» **Data records**
-*-*-

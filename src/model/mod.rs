//! Data model types for slab stock and remnant geometry.

mod cut_record;
mod movement;
mod point;
mod polygon;
mod slab;

pub use cut_record::CutRecord;
pub use movement::{MovementKind, StockMovement};
pub use point::Point;
pub use polygon::Polygon;
pub use slab::{NewSlab, SlabRecord, SlabStatus};
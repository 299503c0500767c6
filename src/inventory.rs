//! Inventory service: stock entry, cuts and quantity movements.
//!
//! Wires a store, an identity source and the remnant tracker together.
//! Every write goes through here so each persisted change carries an
//! operator stamp.

use crate::error::{Result, TrackerError};
use crate::identity::{IdentityContext, Operator};
use crate::model::{CutRecord, MovementKind, NewSlab, SlabRecord, SlabStatus, StockMovement};
use crate::store::InventoryStore;
use crate::tracker::{CutContext, DraftState, RemnantTracker};
use crate::validation::validate_draft;
use chrono::Utc;
use tracing::{info, warn};
use uuid::Uuid;

/// Customer-facing details of a cut; the operator comes from the identity.
#[derive(Debug, Clone, Default)]
pub struct CutDetails {
    pub client_name: String,
    pub project: String,
    pub observations: String,
}

/// Inventory operations for one store and one identity source.
pub struct Inventory<S, I> {
    store: S,
    identity: I,
    tracker: RemnantTracker,
}

impl<S: InventoryStore, I: IdentityContext> Inventory<S, I> {
    /// Create a service with the default tracker configuration.
    pub fn new(store: S, identity: I) -> Self {
        Self::with_tracker(store, identity, RemnantTracker::default())
    }

    pub fn with_tracker(store: S, identity: I, tracker: RemnantTracker) -> Self {
        Self {
            store,
            identity,
            tracker,
        }
    }

    fn operator(&self) -> Result<Operator> {
        self.identity.current().ok_or(TrackerError::MissingIdentity)
    }

    /// Enter a new slab into stock as a whole rectangle.
    pub fn register_slab(&mut self, entry: NewSlab) -> Result<SlabRecord> {
        let operator = self.operator()?;

        for (field, value) in [
            ("company_id", &entry.company_id),
            ("material", &entry.material),
        ] {
            if value.trim().is_empty() {
                return Err(TrackerError::MissingField {
                    field: field.to_string(),
                });
            }
        }
        let usable = |v: f64| v.is_finite() && v > 0.0;
        if !(usable(entry.width) && usable(entry.height)) {
            return Err(TrackerError::InvalidDimensions {
                width: entry.width,
                height: entry.height,
            });
        }
        if entry.quantity < 1 {
            return Err(TrackerError::InvalidQuantity {
                quantity: entry.quantity,
            });
        }

        let serial = self
            .store
            .list_by_tenant(&entry.company_id)?
            .iter()
            .map(|s| s.serial)
            .max()
            .unwrap_or(0)
            + 1;

        let slab = SlabRecord::new(
            entry,
            Uuid::new_v4().to_string(),
            serial,
            &operator,
            Utc::now(),
        );
        self.store.save(slab.clone())?;

        info!(
            "Registered slab #{} {} ({}x{} cm, qty {})",
            slab.serial, slab.material, slab.original_width, slab.original_height, slab.quantity
        );
        Ok(slab)
    }

    /// Fetch a slab, failing when the tenant has no such record.
    pub fn slab(&self, tenant_id: &str, slab_id: &str) -> Result<SlabRecord> {
        self.store
            .get_by_id(tenant_id, slab_id)?
            .ok_or_else(|| TrackerError::SlabNotFound {
                tenant_id: tenant_id.to_string(),
                slab_id: slab_id.to_string(),
            })
    }

    /// All slabs of a tenant, ordered by serial.
    pub fn list(&self, tenant_id: &str) -> Result<Vec<SlabRecord>> {
        self.store.list_by_tenant(tenant_id)
    }

    /// Open a cut draft on a slab that still has usable material.
    pub fn begin_cut(&self, tenant_id: &str, slab_id: &str) -> Result<DraftState> {
        let slab = self.slab(tenant_id, slab_id)?;
        if slab.is_exhausted() {
            return Err(TrackerError::SlabExhausted {
                slab_id: slab.id,
            });
        }
        Ok(self.tracker.begin_draft(&slab))
    }

    /// Commit a draft and persist the updated slab.
    ///
    /// Nothing is written when the commit is rejected.
    pub fn record_cut(
        &mut self,
        tenant_id: &str,
        slab_id: &str,
        draft: &DraftState,
        details: CutDetails,
    ) -> Result<CutRecord> {
        let operator = self.operator()?;
        let slab = self.slab(tenant_id, slab_id)?;

        let check = validate_draft(draft, &slab);
        for warning in &check.warnings {
            warn!("Slab #{}: {}", slab.serial, warning);
        }

        let context = CutContext {
            client_name: details.client_name,
            project: details.project,
            observations: details.observations,
            operator,
        };
        let (updated, cut) = self.tracker.commit_cut(draft, &slab, &context)?;
        self.store.save(updated)?;

        Ok(cut)
    }

    /// Add whole units to stock.
    pub fn restock(
        &mut self,
        tenant_id: &str,
        slab_id: &str,
        quantity: i64,
        note: &str,
    ) -> Result<SlabRecord> {
        self.move_stock(tenant_id, slab_id, MovementKind::Restock, quantity, note)
    }

    /// Take whole units out of stock.
    pub fn consume(
        &mut self,
        tenant_id: &str,
        slab_id: &str,
        quantity: i64,
        note: &str,
    ) -> Result<SlabRecord> {
        self.move_stock(tenant_id, slab_id, MovementKind::Consumption, quantity, note)
    }

    fn move_stock(
        &mut self,
        tenant_id: &str,
        slab_id: &str,
        kind: MovementKind,
        quantity: i64,
        note: &str,
    ) -> Result<SlabRecord> {
        let operator = self.operator()?;
        if quantity <= 0 {
            return Err(TrackerError::InvalidQuantity { quantity });
        }

        let slab = self.slab(tenant_id, slab_id)?;
        if kind == MovementKind::Consumption && quantity > slab.quantity {
            return Err(TrackerError::InsufficientQuantity {
                slab_id: slab.id,
                requested: quantity,
                available: slab.quantity,
            });
        }

        let now = Utc::now();
        let movement = StockMovement {
            id: Uuid::new_v4().to_string(),
            date: now,
            kind,
            quantity,
            note: note.trim().to_string(),
            operator_id: operator.id.clone(),
            operator_name: operator.name.clone(),
        };

        let moved = slab.with_movement(movement).with_operator(&operator, now);
        let status = SlabStatus::derive(&moved, self.tracker.config());
        let updated = moved.with_status(status);
        self.store.save(updated.clone())?;

        info!(
            "Slab #{} {} of {}: quantity now {} ({})",
            updated.serial, kind, quantity, updated.quantity, updated.status
        );
        Ok(updated)
    }

    /// Delete a slab record outright.
    pub fn remove(&mut self, tenant_id: &str, slab_id: &str) -> Result<bool> {
        self.operator()?;
        let removed = self.store.delete(tenant_id, slab_id)?;
        if removed {
            info!("Removed slab {} (tenant {})", slab_id, tenant_id);
        }
        Ok(removed)
    }
}

#[cfg(test)]
mod tests {
    use super::*;
    use crate::identity::StaticIdentity;
    use crate::model::{Point, Polygon};
    use crate::store::MemoryStore;

    fn inventory() -> Inventory<MemoryStore, StaticIdentity> {
        Inventory::new(
            MemoryStore::new(),
            StaticIdentity::signed_in(Operator::new("u1", "Ana")),
        )
    }

    fn entry(tenant: &str) -> NewSlab {
        NewSlab {
            company_id: tenant.into(),
            material: "Granito Verde Ubatuba".into(),
            category: "Granito".into(),
            thickness: "2cm".into(),
            supplier: None,
            width: 300.0,
            height: 180.0,
            quantity: 2,
        }
    }

    fn details() -> CutDetails {
        CutDetails {
            client_name: "Maria".into(),
            project: "Lavatorio".into(),
            observations: String::new(),
        }
    }

    // ==================== Registration ====================

    #[test]
    fn test_register_assigns_serials_per_tenant() {
        let mut inv = inventory();
        let a = inv.register_slab(entry("acme")).unwrap();
        let b = inv.register_slab(entry("acme")).unwrap();
        let c = inv.register_slab(entry("other")).unwrap();
        assert_eq!((a.serial, b.serial, c.serial), (1, 2, 1));
        assert_ne!(a.id, b.id);
        assert_eq!(a.last_operator_id, "u1");
    }

    #[test]
    fn test_register_rejects_bad_entries() {
        let mut inv = inventory();
        assert!(matches!(
            inv.register_slab(NewSlab {
                width: 0.0,
                ..entry("acme")
            }),
            Err(TrackerError::InvalidDimensions { .. })
        ));
        assert!(matches!(
            inv.register_slab(NewSlab {
                width: f64::INFINITY,
                ..entry("acme")
            }),
            Err(TrackerError::InvalidDimensions { .. })
        ));
        assert!(matches!(
            inv.register_slab(NewSlab {
                height: f64::NAN,
                ..entry("acme")
            }),
            Err(TrackerError::InvalidDimensions { .. })
        ));
        assert!(matches!(
            inv.register_slab(NewSlab {
                quantity: 0,
                ..entry("acme")
            }),
            Err(TrackerError::InvalidQuantity { quantity: 0 })
        ));
        assert!(matches!(
            inv.register_slab(NewSlab {
                material: " ".into(),
                ..entry("acme")
            }),
            Err(TrackerError::MissingField { .. })
        ));
        assert!(inv.list("acme").unwrap().is_empty());
    }

    #[test]
    fn test_anonymous_cannot_write() {
        let mut inv = Inventory::new(MemoryStore::new(), StaticIdentity::anonymous());
        assert!(matches!(
            inv.register_slab(entry("acme")),
            Err(TrackerError::MissingIdentity)
        ));
    }

    // ==================== Cuts ====================

    #[test]
    fn test_record_cut_persists() {
        let mut inv = inventory();
        let slab = inv.register_slab(entry("acme")).unwrap();

        let draft = inv
            .begin_cut("acme", &slab.id)
            .unwrap()
            .clear()
            .add_vertex(Point::new(0.0, 0.0))
            .add_vertex(Point::new(150.0, 0.0))
            .add_vertex(Point::new(150.0, 180.0))
            .add_vertex(Point::new(0.0, 180.0));
        let cut = inv.record_cut("acme", &slab.id, &draft, details()).unwrap();

        let stored = inv.slab("acme", &slab.id).unwrap();
        assert_eq!(cut.area_used, 2.7);
        assert_eq!(stored.available_area, 2.7);
        assert_eq!(stored.status, SlabStatus::HasRemnant);
        assert_eq!(stored.history[0].id, cut.id);
    }

    #[test]
    fn test_rejected_cut_is_not_persisted() {
        let mut inv = inventory();
        let slab = inv.register_slab(entry("acme")).unwrap();
        let draft = inv.begin_cut("acme", &slab.id).unwrap();

        let err = inv
            .record_cut("acme", &slab.id, &draft, CutDetails::default())
            .unwrap_err();
        assert!(matches!(err, TrackerError::MissingClientName));
        assert_eq!(inv.slab("acme", &slab.id).unwrap(), slab);
    }

    #[test]
    fn test_begin_cut_refuses_exhausted_slab() {
        let mut inv = inventory();
        let slab = inv.register_slab(entry("acme")).unwrap();
        let tiny = DraftState::new(Polygon::rectangle(10.0, 10.0), 300.0, 180.0);
        inv.record_cut("acme", &slab.id, &tiny, details()).unwrap();

        assert!(matches!(
            inv.begin_cut("acme", &slab.id),
            Err(TrackerError::SlabExhausted { .. })
        ));
    }

    #[test]
    fn test_unknown_slab() {
        let inv = inventory();
        assert!(matches!(
            inv.slab("acme", "nope"),
            Err(TrackerError::SlabNotFound { .. })
        ));
    }

    // ==================== Movements ====================

    #[test]
    fn test_restock_and_consume() {
        let mut inv = inventory();
        let slab = inv.register_slab(entry("acme")).unwrap();

        let restocked = inv.restock("acme", &slab.id, 3, "NF 1234").unwrap();
        assert_eq!(restocked.quantity, 5);
        assert_eq!(restocked.movements[0].kind, MovementKind::Restock);
        assert_eq!(restocked.movements[0].note, "NF 1234");

        let consumed = inv.consume("acme", &slab.id, 5, "").unwrap();
        assert_eq!(consumed.quantity, 0);
        assert_eq!(consumed.status, SlabStatus::Exhausted);
        assert_eq!(consumed.movements.len(), 2);
        assert_eq!(consumed.movements[0].kind, MovementKind::Consumption);
    }

    #[test]
    fn test_consume_more_than_stock() {
        let mut inv = inventory();
        let slab = inv.register_slab(entry("acme")).unwrap();
        match inv.consume("acme", &slab.id, 3, "") {
            Err(TrackerError::InsufficientQuantity {
                requested,
                available,
                ..
            }) => {
                assert_eq!((requested, available), (3, 2));
            }
            other => panic!("Expected InsufficientQuantity, got {:?}", other),
        }
    }

    #[test]
    fn test_zero_movement_rejected() {
        let mut inv = inventory();
        let slab = inv.register_slab(entry("acme")).unwrap();
        assert!(matches!(
            inv.restock("acme", &slab.id, 0, ""),
            Err(TrackerError::InvalidQuantity { quantity: 0 })
        ));
    }

    #[test]
    fn test_restock_whole_slab_stays_whole() {
        let mut inv = inventory();
        let slab = inv.register_slab(entry("acme")).unwrap();
        let updated = inv.restock("acme", &slab.id, 1, "").unwrap();
        assert_eq!(updated.status, SlabStatus::Whole);
    }

    #[test]
    fn test_remove() {
        let mut inv = inventory();
        let slab = inv.register_slab(entry("acme")).unwrap();
        assert!(!inv.remove("other", &slab.id).unwrap());
        assert!(inv.remove("acme", &slab.id).unwrap());
        assert!(inv.list("acme").unwrap().is_empty());
    }
}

-*-*-

Using the entries above, determine how many lines include the string "tiny" and write only that number.

2